▶ Task description
Filter the records for "model" and keep each line that has it.

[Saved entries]
--------------------

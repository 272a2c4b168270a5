#![forbid(unsafe_code)]

pub mod remote;
pub mod repository;
pub mod sqlite;

pub use repository::{
    CatalogWriter, CategoryRepository, CompletionRepository, InMemoryRepository,
    QuestionRepository, Storage, StorageError,
};
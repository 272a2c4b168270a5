use std::collections::HashSet;
use std::sync::Arc;

use rand::Rng;
use tracing::{debug, warn};

use cc_core::model::{QuestionId, QuestionWithCategory, SelectionSet};
use storage::repository::{CompletionRepository, QuestionRepository};

use crate::error::ServiceError;
use crate::session_gate::{RequestContext, SessionGate};

/// Uniform in-place Fisher-Yates shuffle.
///
/// Walks from the last index down to 1, swapping each slot with one drawn
/// uniformly from `0..=i`.
pub fn shuffle<T, R: Rng + ?Sized>(items: &mut [T], rng: &mut R) {
    for i in (1..items.len()).rev() {
        let j = rng.random_range(0..=i);
        items.swap(i, j);
    }
}

/// Deals the questions a user has not yet completed from a set of categories.
#[derive(Clone)]
pub struct QuestionSelectionService {
    gate: Arc<dyn SessionGate>,
    questions: Arc<dyn QuestionRepository>,
    completions: Arc<dyn CompletionRepository>,
}

impl QuestionSelectionService {
    #[must_use]
    pub fn new(
        gate: Arc<dyn SessionGate>,
        questions: Arc<dyn QuestionRepository>,
        completions: Arc<dyn CompletionRepository>,
    ) -> Self {
        Self {
            gate,
            questions,
            completions,
        }
    }

    /// Active, not-yet-completed questions from `selection`, in random order.
    ///
    /// An empty result means everything in the selection is done.
    ///
    /// # Errors
    ///
    /// Returns `ServiceError::Unauthenticated` before touching the store when no
    /// session resolves, and `ServiceError::Upstream` when a store call fails.
    pub async fn get_incomplete_questions(
        &self,
        ctx: &RequestContext,
        selection: &SelectionSet,
    ) -> Result<Vec<QuestionWithCategory>, ServiceError> {
        let mut remaining = self.fetch_remaining(ctx, selection).await?;
        shuffle(&mut remaining, &mut rand::rng());
        Ok(remaining)
    }

    /// Same as [`Self::get_incomplete_questions`] with a caller-supplied random source.
    ///
    /// # Errors
    ///
    /// See [`Self::get_incomplete_questions`].
    pub async fn get_incomplete_questions_with_rng<R: Rng + ?Sized + Send>(
        &self,
        ctx: &RequestContext,
        selection: &SelectionSet,
        rng: &mut R,
    ) -> Result<Vec<QuestionWithCategory>, ServiceError> {
        let mut remaining = self.fetch_remaining(ctx, selection).await?;
        shuffle(&mut remaining, rng);
        Ok(remaining)
    }

    async fn fetch_remaining(
        &self,
        ctx: &RequestContext,
        selection: &SelectionSet,
    ) -> Result<Vec<QuestionWithCategory>, ServiceError> {
        let session = self
            .gate
            .resolve_session(ctx)
            .ok_or(ServiceError::Unauthenticated)?;

        let categories = selection.to_vec();
        let candidates = self
            .questions
            .active_questions_in(&categories)
            .await
            .inspect_err(|err| warn!(error = %err, "question fetch failed"))?;
        let marks = self
            .completions
            .completions_for_user(session.user_id)
            .await
            .inspect_err(|err| warn!(error = %err, "completion fetch failed"))?;

        let done: HashSet<QuestionId> = marks
            .into_iter()
            .filter(|mark| mark.completed)
            .map(|mark| mark.question_id)
            .collect();

        let fetched = candidates.len();
        let remaining: Vec<_> = candidates
            .into_iter()
            .filter(|q| !done.contains(&q.id()))
            .collect();

        debug!(
            user = %session.user_id,
            categories = categories.len(),
            fetched,
            remaining = remaining.len(),
            "dealt questions"
        );
        Ok(remaining)
    }
}

#[cfg(test)]
mod tests {
    use super::*;
    use rand::SeedableRng;
    use rand::rngs::StdRng;

    #[test]
    fn shuffle_keeps_every_element() {
        let mut items: Vec<u32> = (0..20).collect();
        shuffle(&mut items, &mut StdRng::seed_from_u64(7));
        let mut sorted = items.clone();
        sorted.sort_unstable();
        assert_eq!(sorted, (0..20).collect::<Vec<_>>());
    }

    #[test]
    fn shuffle_handles_tiny_slices() {
        let mut rng = StdRng::seed_from_u64(1);
        let mut empty: Vec<u8> = Vec::new();
        shuffle(&mut empty, &mut rng);
        assert!(empty.is_empty());

        let mut one = vec![42];
        shuffle(&mut one, &mut rng);
        assert_eq!(one, [42]);
    }

    #[test]
    fn shuffle_is_deterministic_for_a_seed() {
        let mut a: Vec<u32> = (0..10).collect();
        let mut b = a.clone();
        shuffle(&mut a, &mut StdRng::seed_from_u64(99));
        shuffle(&mut b, &mut StdRng::seed_from_u64(99));
        assert_eq!(a, b);
    }
}
#![forbid(unsafe_code)]

pub mod app_services;
pub mod browse;
pub mod catalog;
pub mod completion;
pub mod error;
pub mod identity;
pub mod selection;
pub mod session_gate;

pub use cc_core::Clock;

pub use app_services::AppServices;
pub use browse::{CardDeck, CategoryPicker, DeckCard, DeckProgress, PendingToggle};
pub use catalog::CatalogService;
pub use completion::CompletionTracker;
pub use error::{AppServicesError, IdentityError, ServiceError};
pub use identity::{AuthService, IdentityProvider, SupabaseAuth};
pub use selection::{QuestionSelectionService, shuffle};
pub use session_gate::{
    RequestContext, RouteDecision, Session, SessionGate, SessionSlot, SignedOut, StaticGate,
    guard_request, guard_route,
};
use std::sync::{Arc, PoisonError, RwLock};

use chrono::{DateTime, Utc};

use cc_core::Clock;
use cc_core::model::UserId;

/// A signed-in session as issued by the identity provider.
#[derive(Debug, Clone, PartialEq, Eq)]
pub struct Session {
    pub user_id: UserId,
    pub access_token: String,
    pub expires_at: Option<DateTime<Utc>>,
}

impl Session {
    #[must_use]
    pub fn is_expired(&self, now: DateTime<Utc>) -> bool {
        self.expires_at.is_some_and(|at| at <= now)
    }
}

/// What a caller knows about an incoming request.
#[derive(Debug, Clone, Default, PartialEq, Eq)]
pub struct RequestContext {
    pub path: String,
    pub access_token: Option<String>,
}

impl RequestContext {
    #[must_use]
    pub fn for_path(path: impl Into<String>) -> Self {
        Self {
            path: path.into(),
            access_token: None,
        }
    }

    #[must_use]
    pub fn with_access_token(mut self, token: impl Into<String>) -> Self {
        self.access_token = Some(token.into());
        self
    }
}

/// Resolves the session, if any, behind a request.
pub trait SessionGate: Send + Sync {
    fn resolve_session(&self, ctx: &RequestContext) -> Option<Session>;
}

/// Holds the session of the signed-in user for the lifetime of the process.
///
/// Filled on sign-in and emptied on sign-out. A request that presents its own
/// token only resolves when the token matches the held session.
#[derive(Clone, Default)]
pub struct SessionSlot {
    clock: Clock,
    current: Arc<RwLock<Option<Session>>>,
}

impl SessionSlot {
    #[must_use]
    pub fn new(clock: Clock) -> Self {
        Self {
            clock,
            current: Arc::new(RwLock::new(None)),
        }
    }

    // Writers replace the whole value, so a poisoned lock still holds a
    // valid session.
    pub fn set(&self, session: Session) {
        let mut guard = self.current.write().unwrap_or_else(PoisonError::into_inner);
        *guard = Some(session);
    }

    pub fn clear(&self) -> Option<Session> {
        self.current
            .write()
            .unwrap_or_else(PoisonError::into_inner)
            .take()
    }

    #[must_use]
    pub fn current(&self) -> Option<Session> {
        self.current
            .read()
            .unwrap_or_else(PoisonError::into_inner)
            .clone()
    }
}

impl SessionGate for SessionSlot {
    fn resolve_session(&self, ctx: &RequestContext) -> Option<Session> {
        let session = self.current()?;
        if session.is_expired(self.clock.now()) {
            return None;
        }
        match &ctx.access_token {
            Some(token) if *token != session.access_token => None,
            _ => Some(session),
        }
    }
}

/// Always resolves to one fixed local user; used with the local database.
#[derive(Debug, Clone)]
pub struct StaticGate {
    session: Session,
}

impl StaticGate {
    #[must_use]
    pub fn new(user_id: UserId) -> Self {
        Self {
            session: Session {
                user_id,
                access_token: String::new(),
                expires_at: None,
            },
        }
    }
}

impl SessionGate for StaticGate {
    fn resolve_session(&self, _ctx: &RequestContext) -> Option<Session> {
        Some(self.session.clone())
    }
}

/// Gate that never resolves. Useful for exercising unauthenticated paths.
#[derive(Debug, Clone, Copy, Default)]
pub struct SignedOut;

impl SessionGate for SignedOut {
    fn resolve_session(&self, _ctx: &RequestContext) -> Option<Session> {
        None
    }
}

pub const SIGN_IN_PATH: &str = "/login";
pub const HOME_PATH: &str = "/app";
const PROTECTED_PREFIXES: &[&str] = &["/app", "/cards"];

#[derive(Debug, Clone, Copy, PartialEq, Eq)]
pub enum RouteDecision {
    Proceed,
    Redirect(&'static str),
}

fn is_protected(path: &str) -> bool {
    PROTECTED_PREFIXES.iter().any(|prefix| {
        path.strip_prefix(prefix)
            .is_some_and(|rest| rest.is_empty() || rest.starts_with('/'))
    })
}

/// Decide whether a view may be shown.
///
/// Protected views without a session go to sign-in; the sign-in view with a
/// session goes to the app.
#[must_use]
pub fn guard_route(path: &str, has_session: bool) -> RouteDecision {
    if is_protected(path) && !has_session {
        return RouteDecision::Redirect(SIGN_IN_PATH);
    }
    if path == SIGN_IN_PATH && has_session {
        return RouteDecision::Redirect(HOME_PATH);
    }
    RouteDecision::Proceed
}

/// Run the gate for `ctx` and apply [`guard_route`] to its path.
#[must_use]
pub fn guard_request(gate: &dyn SessionGate, ctx: &RequestContext) -> RouteDecision {
    let has_session = gate.resolve_session(ctx).is_some();
    guard_route(&ctx.path, has_session)
}

#[cfg(test)]
mod tests {
    use super::*;
    use cc_core::time::fixed_now;
    use chrono::Duration;

    fn session(expires_in: Option<i64>) -> Session {
        Session {
            user_id: UserId::from_u128(1),
            access_token: "token-a".into(),
            expires_at: expires_in.map(|secs| fixed_now() + Duration::seconds(secs)),
        }
    }

    #[test]
    fn protected_paths_redirect_to_sign_in_without_session() {
        assert_eq!(guard_route("/app", false), RouteDecision::Redirect("/login"));
        assert_eq!(
            guard_route("/app/cards", false),
            RouteDecision::Redirect("/login")
        );
        assert_eq!(guard_route("/cards", false), RouteDecision::Redirect("/login"));
        assert_eq!(guard_route("/app", true), RouteDecision::Proceed);
    }

    #[test]
    fn sign_in_redirects_home_with_session() {
        assert_eq!(guard_route("/login", true), RouteDecision::Redirect("/app"));
        assert_eq!(guard_route("/login", false), RouteDecision::Proceed);
    }

    #[test]
    fn unrelated_paths_proceed() {
        assert_eq!(guard_route("/", false), RouteDecision::Proceed);
        assert_eq!(guard_route("/application", false), RouteDecision::Proceed);
    }

    #[test]
    fn slot_resolves_until_cleared() {
        let slot = SessionSlot::new(Clock::fixed(fixed_now()));
        let ctx = RequestContext::for_path("/app");
        assert!(slot.resolve_session(&ctx).is_none());

        slot.set(session(Some(60)));
        assert_eq!(slot.resolve_session(&ctx).unwrap().user_id, UserId::from_u128(1));

        slot.clear();
        assert!(slot.resolve_session(&ctx).is_none());
    }

    #[test]
    fn slot_ignores_expired_sessions() {
        let slot = SessionSlot::new(Clock::fixed(fixed_now()));
        slot.set(session(Some(0)));
        assert!(slot.resolve_session(&RequestContext::default()).is_none());
    }

    #[test]
    fn slot_rejects_mismatched_request_token() {
        let slot = SessionSlot::new(Clock::fixed(fixed_now()));
        slot.set(session(None));
        let stale = RequestContext::for_path("/app").with_access_token("token-b");
        assert!(slot.resolve_session(&stale).is_none());
        let fresh = RequestContext::for_path("/app").with_access_token("token-a");
        assert!(slot.resolve_session(&fresh).is_some());
    }

    #[test]
    fn slot_keeps_working_after_a_panicking_writer() {
        let slot = SessionSlot::new(Clock::fixed(fixed_now()));
        slot.set(session(None));

        let shared = slot.clone();
        let crashed = std::thread::spawn(move || {
            let _guard = shared.current.write().unwrap();
            panic!("writer crashed while holding the session lock");
        })
        .join();
        assert!(crashed.is_err());
        assert!(slot.current.is_poisoned());

        assert_eq!(slot.current().unwrap().access_token, "token-a");
        let mut renewed = session(None);
        renewed.access_token = "token-b".into();
        slot.set(renewed);
        assert_eq!(slot.current().unwrap().access_token, "token-b");

        assert!(slot.clear().is_some());
        assert!(slot.current().is_none());
    }

    #[test]
    fn guard_request_uses_gate() {
        let ctx = RequestContext::for_path("/cards");
        assert_eq!(
            guard_request(&SignedOut, &ctx),
            RouteDecision::Redirect("/login")
        );
        assert_eq!(
            guard_request(&StaticGate::new(UserId::from_u128(2)), &ctx),
            RouteDecision::Proceed
        );
    }
}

--------------------

▶ Expected answer
use cc_core::model::{QuestionId, QuestionWithCategory, SelectionSet};
use cc_core::model::UserId;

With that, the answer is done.